Tantang China, Negeri Matahari Terbit Siap Memproduksi Banyak Jenis Baterai Mobil Listrik

TOKYO – Negeri Matahari Terbit akan memberikan lebih tinggi sejumlah subsidi untuk produksi sel kendaraan listrik, dan juga menjanjikan USD2,4 miliar untuk memperkuat proyek terkait oleh Toyota Motor dan perusahaan besar lainnya, seiring upaya Jepun untuk menguatkan rantai pasokan baterainya.

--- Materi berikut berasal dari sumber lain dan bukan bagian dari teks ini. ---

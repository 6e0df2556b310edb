//! The agent reasoning loop implementation.

use std::collections::BTreeSet;
use std::sync::Arc;
use std::sync::atomic::{AtomicBool, Ordering};
use std::time::Duration;

use nanoclaw_config::AppConfig;
use nanoclaw_core::bus::{InboundMessage, MessageBus, OutboundMessage, Received, preview};
use nanoclaw_core::identity::Identity;
use nanoclaw_core::message::{Message, Role};
use nanoclaw_core::provider::{Provider, ProviderRequest, ToolDefinition};
use nanoclaw_core::session::SessionStore;
use nanoclaw_core::tool::{ToolContext, ToolRegistry};
use nanoclaw_policy::{ActorContext, PolicyDecision, PolicyEngine, ReplyVerdict};
use nanoclaw_tools::weather::WeatherSource;
use tracing::{debug, error, info, warn};

use crate::context::ContextBuilder;
use crate::fast_path::WeatherFastPath;
use crate::policy_state::{CounterSnapshot, PolicyState, SessionLocks};

pub const DEFAULT_MAX_ITERATIONS: usize = 20;
pub const DEFAULT_POLL_INTERVAL: Duration = Duration::from_secs(1);
pub const DEFAULT_HISTORY_LIMIT: usize = 50;

/// Reply when the iteration cap is hit without a final answer.
pub const CAP_FALLBACK: &str = "I've completed processing but have no response to give.";
/// Same, for system-originated turns.
pub const SYSTEM_FALLBACK: &str = "Background task completed.";

const DIRECT_SENDER: &str = "user";
const FALLBACK_ORIGIN_CHANNEL: &str = "cli";

/// Split a system message's chat id into its origin `(channel, chat_id)`.
/// Without a `:` the origin is the direct CLI chat.
pub fn parse_origin(chat_id: &str) -> (&str, &str) {
    chat_id
        .split_once(':')
        .unwrap_or((FALLBACK_ORIGIN_CHANNEL, chat_id))
}
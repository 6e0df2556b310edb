//! NanoClaw CLI: the main entry point.
//!
//! Commands:
//! - `onboard` Initialize config, policy & workspace
//! - `agent`   Interactive chat or single-message mode
//! - `run`     Start the agent loop and channels until Ctrl-C
//! - `status`  Show configuration and policy status
//! - `policy`  Show, create, or check the policy file

use clap::{Parser, Subcommand};

mod commands;
mod runtime;

#[derive(Parser)]
#[command(
    name = "nanoclaw",
    about = "NanoClaw — policy-gated chat agent",
    version,
    author
)]
struct Cli {
    #[command(subcommand)]
    command: Commands,

    /// Enable verbose logging
    #[arg(short, long, global = true)]
    verbose: bool,

    /// Emit logs as JSON lines
    #[arg(long, global = true)]
    log_json: bool,
}

#[derive(Subcommand)]
enum Commands {
    /// Initialize configuration, policy file and workspace
    Onboard,

    /// Chat with the agent
    Agent {
        /// Send a single message instead of entering interactive mode
        #[arg(short, long)]
        message: Option<String>,
    },

    /// Run the agent loop with all channels until Ctrl-C
    Run,

    /// Show system status
    Status,

    /// Inspect or manage the policy file
    Policy {
        #[command(subcommand)]
        action: PolicyAction,
    },
}

#[derive(Subcommand)]
enum PolicyAction {
    /// Print the effective policy
    Show,
    /// Create the default policy file if missing
    Init,
    /// Validate the policy against the registered tools
    Check,
}

fn init_tracing(verbose: bool, json: bool) {
    let default_filter = if verbose { "debug" } else { "info" };
    let filter = tracing_subscriber::EnvFilter::try_from_default_env()
        .unwrap_or_else(|_| tracing_subscriber::EnvFilter::new(default_filter));

    let builder = tracing_subscriber::fmt()
        .with_env_filter(filter)
        .with_writer(std::io::stderr);

    if json {
        builder.json().init();
    } else {
        builder.with_target(false).init();
    }
}

#[tokio::main]
async fn main() -> Result<(), Box<dyn std::error::Error>> {
    let cli = Cli::parse();
    init_tracing(cli.verbose, cli.log_json);

    match cli.command {
        Commands::Onboard => commands::onboard::run().await?,
        Commands::Agent { message } => commands::agent::run(message).await?,
        Commands::Run => commands::run::run().await?,
        Commands::Status => commands::status::run().await?,
        Commands::Policy { action } => match action {
            PolicyAction::Show => commands::policy::show().await?,
            PolicyAction::Init => commands::policy::init().await?,
            PolicyAction::Check => commands::policy::check().await?,
        },
    }

    Ok(())
}
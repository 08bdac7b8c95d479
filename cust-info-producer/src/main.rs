use cust_info_producer::config::ProducerConfig;
use cust_info_producer::handler;
use lambda_runtime::{run, service_fn, Error};
use tracing_subscriber::filter::{EnvFilter, LevelFilter};

#[tokio::main]
async fn main() -> Result<(), Error> {
    // Read once per container; every invocation borrows it.
    let config = ProducerConfig::from_env()?;

    let filter = EnvFilter::builder()
        .with_default_directive(LevelFilter::from_level(config.log_level).into())
        .from_env_lossy();

    tracing_subscriber::fmt()
        .with_env_filter(filter)
        .with_target(false)
        .init();

    let config = &config;
    run(service_fn(move |event| handler::function_handler(config, event))).await
}
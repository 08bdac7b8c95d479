use thiserror::Error;

/// Failures while synthesizing a record or its attributes.
#[derive(Debug, Clone, PartialEq, Eq, Error)]
pub enum GenerateError {
    /// The random source could not produce a draw.
    #[error("random source unavailable: {0}")]
    Entropy(String),

    /// A choice was requested from an empty collection.
    #[error("cannot choose from an empty collection")]
    EmptyChoice,

    /// A generated date fell outside the representable calendar.
    #[error("date of birth out of range: {days_back} days before {today}")]
    DateOutOfRange { today: String, days_back: u64 },
}

/// Invalid configuration read at cold start.
#[derive(Debug, Clone, PartialEq, Eq, Error)]
pub enum ConfigError {
    #[error("{name} must be {expected}, got {value:?}")]
    Invalid {
        name: &'static str,
        expected: &'static str,
        value: String,
    },
}
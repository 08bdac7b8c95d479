use chrono::{DateTime, Utc};

/// Time source consulted by the generator.
pub trait Clock {
    /// Milliseconds left before the invocation's hard deadline.
    fn remaining_millis(&self) -> u64;

    /// Wall-clock instant at which a record is generated.
    fn now(&self) -> DateTime<Utc>;
}

/// Clock backed by the deadline of a Lambda invocation.
#[derive(Debug, Clone, Copy)]
pub struct LambdaClock {
    /// Deadline in milliseconds since the Unix epoch, as carried by
    /// `lambda_runtime::Context::deadline`.
    deadline_ms: u64,
}

impl LambdaClock {
    pub fn new(deadline_ms: u64) -> Self {
        Self { deadline_ms }
    }
}

impl Clock for LambdaClock {
    fn remaining_millis(&self) -> u64 {
        let now_ms = u64::try_from(Utc::now().timestamp_millis()).unwrap_or(0);
        self.deadline_ms.saturating_sub(now_ms)
    }

    fn now(&self) -> DateTime<Utc> {
        Utc::now()
    }
}
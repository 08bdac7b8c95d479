//! Lambda function that produces batches of fake customer records for
//! exercising queue retry and dead-letter handling. About one record in ten
//! carries deliberately broken metadata.

pub mod attributes;
pub mod batch;
pub mod clock;
pub mod config;
pub mod error;
pub mod fault;
pub mod handler;
pub mod random;
pub mod record;
pub mod response;

#[cfg(test)]
pub(crate) mod testing;
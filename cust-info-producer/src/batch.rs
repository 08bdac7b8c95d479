use serde::Serialize;
use tracing::{debug, enabled, error, info, Level};

use crate::attributes::{AttributeBuilder, AttributeSet};
use crate::clock::Clock;
use crate::config::ProducerConfig;
use crate::error::GenerateError;
use crate::fault::FaultInjector;
use crate::random::RandomSource;
use crate::record::{CustomerRecord, RecordGenerator};

/// Generation stops once the invocation has this many milliseconds or fewer
/// left, leaving room to return the response.
pub const DEADLINE_MARGIN_MS: u64 = 100;

/// One message to publish: the record as payload, the attributes as
/// metadata.
#[derive(Debug, Clone, PartialEq, Eq, Serialize)]
pub struct BatchItem {
    #[serde(rename = "msg_body")]
    pub body: CustomerRecord,
    #[serde(rename = "msg_attr")]
    pub attributes: AttributeSet,
}

#[derive(Debug, Clone, PartialEq, Eq)]
pub enum Outcome {
    Completed,
    Failed { error: String },
}

/// Messages produced by one invocation and how generation ended.
#[derive(Debug, Clone, PartialEq, Eq)]
pub struct BatchResult {
    items: Vec<BatchItem>,
    bad_messages: usize,
    outcome: Outcome,
}

impl BatchResult {
    pub(crate) fn completed(items: Vec<BatchItem>, bad_messages: usize) -> Self {
        Self {
            items,
            bad_messages,
            outcome: Outcome::Completed,
        }
    }

    pub(crate) fn failed(items: Vec<BatchItem>, bad_messages: usize, err: &GenerateError) -> Self {
        Self {
            items,
            bad_messages,
            outcome: Outcome::Failed {
                error: err.to_string(),
            },
        }
    }

    pub fn items(&self) -> &[BatchItem] {
        &self.items
    }

    pub fn total_messages(&self) -> usize {
        self.items.len()
    }

    pub fn bad_messages(&self) -> usize {
        self.bad_messages
    }

    pub fn outcome(&self) -> &Outcome {
        &self.outcome
    }

    pub fn succeeded(&self) -> bool {
        matches!(self.outcome, Outcome::Completed)
    }

    pub fn error_message(&self) -> Option<&str> {
        match &self.outcome {
            Outcome::Completed => None,
            Outcome::Failed { error } => Some(error),
        }
    }
}

/// Runs the deadline-aware generation loop for one invocation.
#[derive(Debug, Clone, Copy)]
pub struct BatchAssembler {
    max_messages: usize,
    records: RecordGenerator,
    attributes: AttributeBuilder,
    faults: FaultInjector,
}

impl BatchAssembler {
    pub fn new(config: &ProducerConfig) -> Self {
        Self {
            max_messages: config.max_messages,
            records: RecordGenerator::new(config.max_age_years),
            attributes: AttributeBuilder,
            faults: FaultInjector::new(config.trigger_random_failures),
        }
    }

    /// Produce messages until the configured maximum is reached or the
    /// deadline gets too close. Generation errors end the batch early and
    /// are reported in the result, never returned.
    pub fn assemble<C, R>(&self, clock: &C, random: &mut R) -> BatchResult
    where
        C: Clock + ?Sized,
        R: RandomSource + ?Sized,
    {
        let mut items = Vec::new();
        let mut faulted = 0;

        match self.fill(clock, random, &mut items, &mut faulted) {
            Ok(()) => {
                info!(
                    tot_msgs = items.len(),
                    bad_msgs = faulted,
                    "Batch completed"
                );
                BatchResult::completed(items, faulted)
            }
            Err(e) => {
                error!(tot_msgs = items.len(), "Failed to generate message: {}", e);
                BatchResult::failed(items, faulted, &e)
            }
        }
    }

    fn fill<C, R>(
        &self,
        clock: &C,
        random: &mut R,
        items: &mut Vec<BatchItem>,
        faulted: &mut usize,
    ) -> Result<(), GenerateError>
    where
        C: Clock + ?Sized,
        R: RandomSource + ?Sized,
    {
        while items.len() < self.max_messages && clock.remaining_millis() > DEADLINE_MARGIN_MS {
            let body = self.records.generate(clock, random)?;
            let mut attributes = self.attributes.build(clock, random)?;

            if self.faults.should_fault(random)? {
                attributes = self.faults.apply_fault(attributes);
                *faulted += 1;
            }

            items.push(BatchItem { body, attributes });
            // Polls the clock, so only when the event would be recorded.
            if enabled!(Level::DEBUG) {
                debug!(
                    produced = items.len(),
                    bad = *faulted,
                    remaining_time = clock.remaining_millis(),
                    "Generated message"
                );
            }
        }
        Ok(())
    }
}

Pemerintah akan menggalang 12 proyek penyimpanan penyimpan daya atau suku cadang, unsur atau peralatan produksinya hingga 350 miliar yen (USD2,44 miliar), kata Menteri Ekonomi, Perdagangan, dan juga Industri Ken Saito terhadap wartawan.
“Kami berharap upaya ini dapat meningkatkan kekuatan rantai pasokan elemen penyimpan daya penyimpanan Negeri Matahari Terbit juga daya saing bidang sel penyimpanan,” kata Saito seperti dilansir dari NewStraitsTimes.
Langkah ini akan membantu meningkatkan kapasitas produksi tahunan negara yang disebutkan untuk penyimpanan akumulator sekitar 50 persen menjadi 120 gigawatt-jam (GWh), dari ketika ini 80 GWh, media Negeri Sakura melaporkan sebelumnya pada hari Jumat.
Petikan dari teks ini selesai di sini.